Home Secretary cancels appearance in front of MPs over ‘changes in Government’

13 July 2022

Home Secretary Priti Patel has pulled out of being questioned by MPs over the plan to send migrants to Rwanda, public confidence in policing and other Home Office policies.

The Commons Home Affairs Committee was due to question Ms Patel on Wednesday morning but she cancelled her attendance late on Tuesday afternoon.

She wrote to inform the committee of the decision shortly after ruling herself out of the race to replace Boris Johnson as Conservative Party leader, having spent days mulling over whether to stand.

Ms Patel cited “recent changes in Government” and to her ministerial team as well as “wider unprecedented changes” as the reasons why she was no longer able to attend the session, and asked for it to be postponed until September.

She was due to attend alongside her permanent and second permanent secretaries, Matthew Rycroft and Tricia Hayes.

The committee said in a tweet: “This morning at 10.00am we were due to be questioning the Home Secretary, Priti Patel. She has declined to attend our session.”

In a letter to the committee, Ms Patel said scrutiny from its members is “always a priority for the department and me”, adding: “The committee will be aware of the recent changes in Government, and in particular to the ministerial team in my department. Regrettably, as a result of this and the wider unprecedented changes since I agreed to give evidence, I will no longer be able to meet with the committee tomorrow.

“I apologise for the inconvenience caused to committee members and recognise the work your staff will have undertaken, but I would like to reassure you that I have asked my officials to establish a new date as soon after summer recess as is practical.”

It is essential that our committee is able to scrutinise the policy and actions of this Government

Chairman Dame Diana Johnson said the news was “extremely disappointing” when she wrote to respond on Wednesday, adding that the committee expects Ms Patel to appear to give evidence next week as “the last available opportunity before the summer recess”.

She said: “We have been given to understand that, despite the Prime Minister’s resignation last week, we still have a functioning Government in place, as signalled by the appointment of a number of ministers over the last few days, including in your own department. As such, it is essential that our committee is able to scrutinise the policy and actions of this Government, and, in these uncertain times, even more so.

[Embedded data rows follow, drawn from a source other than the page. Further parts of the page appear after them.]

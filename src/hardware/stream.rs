// src/hardware/stream.rs - Device link over any async byte stream
use super::{DeviceLink, LinkError, READ_CHUNK, RxBuffer};
use async_trait::async_trait;
use std::time::Duration;
use tokio::io::{AsyncRead, AsyncReadExt, AsyncWrite, AsyncWriteExt};
use tokio::time::{Instant, timeout_at};

/// Adapts an in-memory or socket stream to [`DeviceLink`].
///
/// `flush` can only drop what this side has buffered; there is no OS queue to discard.
#[derive(Debug)]
pub struct StreamLink<S> {
    stream: S,
    rx: RxBuffer,
}

impl<S> StreamLink<S>
where
    S: AsyncRead + AsyncWrite + Unpin + Send,
{
    pub fn new(stream: S) -> Self {
        Self {
            stream,
            rx: RxBuffer::default(),
        }
    }

    async fn fill(&mut self) -> Result<usize, LinkError> {
        let mut chunk = [0u8; READ_CHUNK];
        let n = self.stream.read(&mut chunk).await?;
        if n == 0 {
            return Err(LinkError::Closed);
        }
        self.rx.extend(&chunk[..n]);
        Ok(n)
    }
}

#[async_trait]
impl<S> DeviceLink for StreamLink<S>
where
    S: AsyncRead + AsyncWrite + Unpin + Send,
{
    async fn flush(&mut self) -> Result<(), LinkError> {
        let dropped = self.rx.clear();
        if dropped > 0 {
            tracing::debug!("Discarded {} stale bytes", dropped);
        }
        Ok(())
    }

    async fn write(&mut self, bytes: &[u8]) -> Result<(), LinkError> {
        tracing::debug!("Stream TX {:02X?}", bytes);
        self.stream.write_all(bytes).await?;
        self.stream.flush().await?;
        Ok(())
    }

    async fn read_exact(&mut self, n: usize, timeout: Duration) -> Result<Vec<u8>, LinkError> {
        let deadline = Instant::now() + timeout;
        while self.rx.len() < n {
            let filled = timeout_at(deadline, self.fill()).await;
            match filled {
                Ok(result) => {
                    result?;
                }
                Err(_) => {
                    return Err(LinkError::Timeout {
                        expected: n,
                        received: self.rx.len(),
                        waited: timeout,
                    });
                }
            }
        }
        Ok(self.rx.take(n))
    }

    async fn has_data(&mut self) -> Result<bool, LinkError> {
        if !self.rx.is_empty() {
            return Ok(true);
        }
        let polled = tokio::time::timeout(Duration::ZERO, self.fill()).await;
        match polled {
            Ok(result) => result.map(|n| n > 0),
            Err(_) => Ok(false),
        }
    }
}
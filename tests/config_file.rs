// Loading bath.toml from disk

#[cfg(test)]
mod tests {
    use bath_rs::{ConfigError, load_config};
    use std::io::Write;
    use tempfile::tempdir;

    fn write_config(dir: &tempfile::TempDir, contents: &str) -> String {
        let path = dir.path().join("bath.toml");
        let mut file = std::fs::File::create(&path).unwrap();
        file.write_all(contents.as_bytes()).unwrap();
        path.to_string_lossy().into_owned()
    }

    #[test]
    fn test_load_full_config() {
        let dir = tempdir().unwrap();
        let path = write_config(
            &dir,
            r#"
[connection]
port = "/dev/ttyUSB1"
baud = 57600
read_timeout_ms = 2000

[tuning]
heat_capacity = 1.0
mass = 0.5
emissivity = 0.9
area = 0.02
resistance = 12.0
voltage = 24.0
p = 1500.0
i = 2.0
d = 0.0

[control]
cycle_period_secs = 5.0
radiative_compensation = true
target = 55.0
"#,
        );

        let config = load_config(&path).unwrap();
        assert_eq!(config.connection.port, "/dev/ttyUSB1");
        assert_eq!(config.connection.baud, 57600);
        assert_eq!(config.connection.read_timeout_ms, 2000);
        assert_eq!(config.connection.settle_delay_ms, 3000);
        assert_eq!(config.tuning.resistance, 12.0);
        assert_eq!(config.tuning.p, 1500.0);
        assert_eq!(config.control.cycle_period_secs, 5.0);
        assert_eq!(config.control.max_on_time_ms, 10000);
        assert!(config.control.radiative_compensation);
        assert_eq!(config.control.target, Some(55.0));
    }

    #[test]
    fn test_missing_file_is_io_error() {
        let dir = tempdir().unwrap();
        let path = dir.path().join("absent.toml");
        let err = load_config(&path.to_string_lossy()).unwrap_err();
        assert!(matches!(err, ConfigError::Io(_)));
    }

    #[test]
    fn test_malformed_toml_is_parse_error() {
        let dir = tempdir().unwrap();
        let path = write_config(&dir, "[connection\nport = ");
        let err = load_config(&path).unwrap_err();
        assert!(matches!(err, ConfigError::Toml(_)));
    }

    #[test]
    fn test_incomplete_tuning_section_is_parse_error() {
        let dir = tempdir().unwrap();
        let path = write_config(&dir, "[tuning]\nmass = 0.5\n");
        let err = load_config(&path).unwrap_err();
        assert!(matches!(err, ConfigError::Toml(_)));
    }

    #[test]
    fn test_non_physical_values_are_rejected() {
        let dir = tempdir().unwrap();
        let path = write_config(
            &dir,
            r#"
[tuning]
heat_capacity = 1.0
mass = -2.0
emissivity = 0.9
area = 0.02
resistance = 10.0
voltage = 24.0
p = 1.0
i = 0.0
d = 0.0
"#,
        );
        let err = load_config(&path).unwrap_err();
        assert!(matches!(err, ConfigError::Invalid(_)));
    }
}
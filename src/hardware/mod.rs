// src/hardware/mod.rs - Byte channel to the bath controller board
pub mod serial;
pub mod stream;

pub use serial::SerialLink;
pub use stream::StreamLink;

use async_trait::async_trait;
use std::collections::VecDeque;
use std::time::Duration;
use thiserror::Error;

#[derive(Debug, Error)]
pub enum LinkError {
    #[error("Failed to open serial port '{port}': {source}")]
    Open {
        port: String,
        #[source]
        source: std::io::Error,
    },
    #[error("Serial port error: {0}")]
    Io(#[from] std::io::Error),
    #[error("Timed out after {waited:?} waiting for {expected} bytes ({received} received)")]
    Timeout {
        expected: usize,
        received: usize,
        waited: Duration,
    },
    #[error("Device channel closed")]
    Closed,
}

/// Raw byte channel to the device.
///
/// A link is not meant to be shared: a protocol exchange spans several reads and
/// writes, so anything driving the same link from two tasks has to hold a lock
/// across the whole exchange.
#[async_trait]
pub trait DeviceLink: Send {
    /// Drop everything buffered in either direction.
    async fn flush(&mut self) -> Result<(), LinkError>;

    async fn write(&mut self, bytes: &[u8]) -> Result<(), LinkError>;

    /// Wait until exactly `n` bytes have arrived and return them.
    ///
    /// Fails with [`LinkError::Timeout`] once `timeout` elapses; bytes received so far
    /// stay buffered for the next call.
    async fn read_exact(&mut self, n: usize, timeout: Duration) -> Result<Vec<u8>, LinkError>;

    /// Non-blocking check for pending input.
    ///
    /// `Ok(false)` means the channel is open and idle. A channel the peer has
    /// closed is [`LinkError::Closed`], never `Ok(false)`.
    async fn has_data(&mut self) -> Result<bool, LinkError>;
}

/// Input bytes pulled off the wire but not yet consumed by a `read_exact`.
#[derive(Debug, Default)]
pub(crate) struct RxBuffer {
    bytes: VecDeque<u8>,
}

impl RxBuffer {
    pub(crate) fn len(&self) -> usize {
        self.bytes.len()
    }

    pub(crate) fn is_empty(&self) -> bool {
        self.bytes.is_empty()
    }

    pub(crate) fn extend(&mut self, chunk: &[u8]) {
        self.bytes.extend(chunk.iter().copied());
    }

    /// Removes the first `n` bytes. Caller checks `len() >= n` first.
    pub(crate) fn take(&mut self, n: usize) -> Vec<u8> {
        self.bytes.drain(..n).collect()
    }

    /// Empties the buffer, returning how many bytes were dropped.
    pub(crate) fn clear(&mut self) -> usize {
        let dropped = self.bytes.len();
        self.bytes.clear();
        dropped
    }
}

/// Size of a single read off the port.
pub(crate) const READ_CHUNK: usize = 256;
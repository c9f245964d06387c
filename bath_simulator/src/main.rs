// bath_simulator/src/main.rs - bath-sim: run the control loop against a simulated bath
use bath_rs::config::{self, ControlConfig};
use bath_rs::{ControlLoop, ProtocolSession, SharedState, StepOutcome, StreamLink, TuningParameters};
use bath_simulator::{BathPhysics, FaultPlan, SimulatedDevice};
use clap::Parser;
use csv::Writer;
use serde::Serialize;
use std::path::PathBuf;
use std::sync::Arc;
use std::time::Duration;
use tokio::sync::Mutex;

#[derive(Debug, Parser)]
#[command(name = "bath-sim", about = "Closed-loop run against a simulated bath, traced to CSV")]
struct Args {
    /// Take tuning and control settings from this file instead of the defaults
    #[arg(short, long)]
    config: Option<String>,

    /// Target temperature (°C)
    #[arg(short, long, default_value_t = 60.0)]
    target: f64,

    /// Room temperature (°C)
    #[arg(long, default_value_t = 20.0)]
    ambient: f64,

    /// Starting bath temperature (°C), defaults to ambient
    #[arg(long)]
    start: Option<f64>,

    /// Raw proportional gain, overriding the tuning
    #[arg(short)]
    p: Option<f64>,

    /// Control steps to simulate
    #[arg(long, default_value_t = 720)]
    steps: usize,

    /// Peak-to-peak sensor noise (°C)
    #[arg(long, default_value_t = 0.05)]
    noise: f64,

    /// Convective loss to the room (W/°C)
    #[arg(long, default_value_t = bath_simulator::physics::DEFAULT_LOSS_COEFFICIENT)]
    loss_coefficient: f64,

    /// Random seed for sensor noise
    #[arg(long, default_value_t = 1)]
    seed: u64,

    /// Corrupt every n-th temperature frame
    #[arg(long)]
    corrupt_every: Option<u32>,

    /// Deny every n-th exchange
    #[arg(long)]
    deny_every: Option<u32>,

    /// CSV trace output
    #[arg(short, long, default_value = "./sim_output/bath_trace.csv")]
    output: PathBuf,

    /// Log every exchange
    #[arg(short, long)]
    verbose: bool,
}

#[derive(Debug, Serialize)]
struct TraceRecord {
    step: usize,
    sim_time_s: f64,
    bath_c: f64,
    ambient_c: f64,
    measured_bath_c: Option<f64>,
    element_on: bool,
    outcome: &'static str,
    deficit_j: Option<f64>,
    on_time_ms: Option<u32>,
    target_reached: bool,
}

fn outcome_name(outcome: &StepOutcome) -> &'static str {
    match outcome {
        StepOutcome::Idle => "idle",
        StepOutcome::StartedHeating => "started",
        StepOutcome::StoppedHeating => "stopped",
        StepOutcome::Cycle(_) => "cycle",
        StepOutcome::SkippedCycle => "skipped",
    }
}

/// Simulated time that passes before the next step, mirroring the loop's own pacing.
fn step_duration(outcome: &StepOutcome, control: &ControlConfig) -> Duration {
    match outcome {
        StepOutcome::Idle => control.idle_poll(),
        StepOutcome::StartedHeating | StepOutcome::StoppedHeating => Duration::ZERO,
        StepOutcome::Cycle(_) | StepOutcome::SkippedCycle => control.cycle_period(),
    }
}

#[tokio::main]
async fn main() -> Result<(), Box<dyn std::error::Error + Send + Sync + 'static>> {
    let args = Args::parse();

    tracing_subscriber::fmt()
        .with_max_level(if args.verbose {
            tracing::Level::DEBUG
        } else {
            tracing::Level::INFO
        })
        .init();

    let (mut tuning, control_config) = match &args.config {
        Some(path) => {
            let config = config::load_config(path)?;
            (config.tuning, config.control)
        }
        None => (
            TuningParameters {
                mass: 0.5,
                p: 1000.0,
                ..Default::default()
            },
            ControlConfig::default(),
        ),
    };
    if let Some(p) = args.p {
        tuning.p = p;
    }

    let mut bath = BathPhysics::new(&tuning, args.ambient, args.seed)
        .with_sensor_noise(args.noise)
        .with_loss_coefficient(args.loss_coefficient);
    bath.bath_c = args.start.unwrap_or(args.ambient);
    let physics = Arc::new(Mutex::new(bath));

    let faults = FaultPlan {
        deny_every: args.deny_every,
        corrupt_every: args.corrupt_every,
    };
    let (host, board) = tokio::io::duplex(1024);
    let device = tokio::spawn(SimulatedDevice::new(physics.clone()).with_faults(faults).serve(board));

    let state = SharedState::new(tuning);
    state.request_start(args.target).await;
    let session = ProtocolSession::new(StreamLink::new(host), Duration::from_secs(1));
    let mut control = ControlLoop::new(session, state.clone(), control_config.clone())?;

    if let Some(parent) = args.output.parent() {
        std::fs::create_dir_all(parent)?;
    }
    let mut wtr = Writer::from_path(&args.output)?;
    tracing::info!(
        "Simulating {} steps toward {:.1}°C, trace in {}",
        args.steps,
        args.target,
        args.output.display()
    );

    let mut failure = None;
    for step in 0..args.steps {
        let outcome = match control.step().await {
            Ok(outcome) => outcome,
            Err(e) => {
                tracing::error!("Control loop aborted at step {}: {}", step, e);
                failure = Some(e);
                break;
            }
        };

        let mut bath = physics.lock().await;
        bath.advance(step_duration(&outcome, &control_config).as_secs_f64());
        let snapshot = state.snapshot().await;
        let (deficit_j, on_time_ms) = match &outcome {
            StepOutcome::Cycle(report) => (Some(report.deficit), report.on_time_ms),
            _ => (None, None),
        };
        wtr.serialize(TraceRecord {
            step,
            sim_time_s: bath.elapsed(),
            bath_c: bath.bath_c,
            ambient_c: bath.ambient_c,
            measured_bath_c: snapshot.fresh_reading().map(|r| r.bath),
            element_on: bath.element_on(),
            outcome: outcome_name(&outcome),
            deficit_j,
            on_time_ms,
            target_reached: snapshot.target_reached,
        })?;
    }
    wtr.flush()?;

    let (final_temp, delivered) = {
        let bath = physics.lock().await;
        (bath.bath_c, bath.energy_delivered())
    };
    drop(control);
    let stats = device.await??;
    tracing::info!(
        "Final bath temperature {:.2}°C after {:.0} J from the element",
        final_temp,
        delivered
    );
    tracing::info!(
        "Device saw {} exchanges, {} element commands, {} corrupted frames, {} denials",
        stats.exchanges,
        stats.element_commands,
        stats.corrupted,
        stats.denied
    );

    match failure {
        Some(e) => Err(Box::new(e) as Box<dyn std::error::Error + Send + Sync + 'static>),
        None => Ok(()),
    }
}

“You are still the Home Secretary and, in a statement you released last week, you implied that you did not resign from Government because you felt ‘the position of Home Secretary demands the holder of office to be entirely focused on the business of government and our national security’.

“We agree that the work of the Home Office and the role of the Home Secretary are indeed vitally important. We would therefore ask why, a week on, you now feel it is acceptable to avoid a key element of the role – facing up to much-needed scrutiny of that essential work. The ‘business of government’ absolutely requires scrutiny by Parliament.”

Shadow home secretary Yvette Cooper accused the Government of being in “total chaos”, while Liberal Democrat home affairs spokesman Alistair Carmichael said: “If Priti Patel is so afraid to answer for her disastrous policies, maybe it’s time she dropped them.

“Conservative ministers are clearly far too engrossed in political infighting to do their jobs. The British people deserve better.”